Segment Open

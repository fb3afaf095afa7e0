//! Gift Redemption Records

use serde::{Deserialize, Serialize};

use super::error::SharedError;

/// One user's entries for one gift
#[derive(Debug, Clone, Serialize, Deserialize, PartialEq, Eq, sqlx::FromRow)]
#[serde(rename_all = "camelCase")]
pub struct GiftRecord {
    pub uid: String,
    pub gift_id: i64,
    pub name: String,
    pub cnt: i64,
}

/// Most tickets one request may add
pub const MAX_GIFT_TICKETS: i64 = 1_000;

/// Request to enter a gift draw
#[derive(Debug, Clone, Serialize, Deserialize)]
#[serde(rename_all = "camelCase")]
pub struct SetGiftRequest {
    pub name: String,
    pub cnt: i64,
    pub gift_id: i64,
}

impl SetGiftRequest {
    pub fn validate(&self) -> Result<(), SharedError> {
        if self.cnt <= 0 {
            return Err(SharedError::validation("cnt", "Count must be positive"));
        }
        if self.cnt > MAX_GIFT_TICKETS {
            return Err(SharedError::validation(
                "cnt",
                format!("Count must be at most {}", MAX_GIFT_TICKETS),
            ));
        }
        Ok(())
    }
}
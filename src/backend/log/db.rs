//! Database operations for the activity log

use sqlx::{Row, SqliteConnection};

use crate::shared::log::{LogEntry, LogMeta, LogType};

/// Append one entry
pub async fn append_log(conn: &mut SqliteConnection, entry: &LogEntry) -> Result<(), sqlx::Error> {
    sqlx::query(
        r#"
        INSERT INTO logs (timestamp, message, meta_type, meta_uid, meta_value)
        VALUES (?, ?, ?, ?, ?)
        "#,
    )
    .bind(entry.timestamp)
    .bind(&entry.message)
    .bind(entry.meta.log_type.as_str())
    .bind(&entry.meta.uid)
    .bind(entry.meta.value)
    .execute(&mut *conn)
    .await?;

    Ok(())
}

/// Entries of one type, oldest first, optionally limited to one uid
pub async fn find_logs(
    conn: &mut SqliteConnection,
    log_type: LogType,
    uid: Option<&str>,
) -> Result<Vec<LogEntry>, sqlx::Error> {
    let rows = sqlx::query(
        r#"
        SELECT timestamp, message, meta_uid, meta_value
        FROM logs
        WHERE meta_type = ? AND (? IS NULL OR meta_uid = ?)
        ORDER BY timestamp, rowid
        "#,
    )
    .bind(log_type.as_str())
    .bind(uid)
    .bind(uid)
    .fetch_all(&mut *conn)
    .await?;

    Ok(rows
        .into_iter()
        .map(|row| LogEntry {
            timestamp: row.get("timestamp"),
            message: row.get("message"),
            meta: LogMeta {
                log_type,
                uid: row.get("meta_uid"),
                value: row.get("meta_value"),
            },
        })
        .collect())
}
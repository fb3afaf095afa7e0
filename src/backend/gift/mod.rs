//! Gift Module
//!
//! Gift draw entries and the point charge for them.

pub mod db;
pub mod service;

pub use service::GiftService;
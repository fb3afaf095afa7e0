//! Users Module
//!
//! Storage of user accounts and their point balances.

pub mod db;

pub use db::{create_user, get_user_by_id, get_user_by_uid, get_user_summary};
//! Database test fixtures
//!
//! Every fixture is a private in-memory database. The pool keeps exactly one
//! connection alive for the whole test, since an in-memory SQLite database
//! disappears with its last connection.

use sqlx::sqlite::SqlitePoolOptions;
use sqlx::SqlitePool;

/// Create a migrated in-memory pool
pub async fn create_test_pool() -> SqlitePool {
    let pool = SqlitePoolOptions::new()
        .max_connections(1)
        .idle_timeout(None)
        .max_lifetime(None)
        .connect("sqlite::memory:")
        .await
        .expect("Failed to create test database pool");

    sqlx::migrate!("./migrations")
        .run(&pool)
        .await
        .expect("Failed to run migrations");

    pool
}

/// Test database fixture
pub struct TestDatabase {
    pool: SqlitePool,
}

impl TestDatabase {
    pub async fn new() -> Self {
        Self {
            pool: create_test_pool().await,
        }
    }

    /// Get the database pool
    pub fn pool(&self) -> &SqlitePool {
        &self.pool
    }

    pub async fn count(&self, table: &str) -> i64 {
        sqlx::query_scalar::<_, i64>(&format!("SELECT COUNT(*) FROM {}", table))
            .fetch_one(&self.pool)
            .await
            .expect("Failed to count rows")
    }
}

Segment Closed

THE PROBLEM →
Take the line holding "use sqlx::SqlitePool;" and all lines after it through the end of the data, and set them down exactly.

OUTPUT OF THE TASK →
use sqlx::SqlitePool;

/// Create a migrated in-memory pool
pub async fn create_test_pool() -> SqlitePool {
    let pool = SqlitePoolOptions::new()
        .max_connections(1)
        .idle_timeout(None)
        .max_lifetime(None)
        .connect("sqlite::memory:")
        .await
        .expect("Failed to create test database pool");

    sqlx::migrate!("./migrations")
        .run(&pool)
        .await
        .expect("Failed to run migrations");

    pool
}

/// Test database fixture
pub struct TestDatabase {
    pool: SqlitePool,
}

impl TestDatabase {
    pub async fn new() -> Self {
        Self {
            pool: create_test_pool().await,
        }
    }

    /// Get the database pool
    pub fn pool(&self) -> &SqlitePool {
        &self.pool
    }

    pub async fn count(&self, table: &str) -> i64 {
        sqlx::query_scalar::<_, i64>(&format!("SELECT COUNT(*) FROM {}", table))
            .fetch_one(&self.pool)
            .await
            .expect("Failed to count rows")
    }
}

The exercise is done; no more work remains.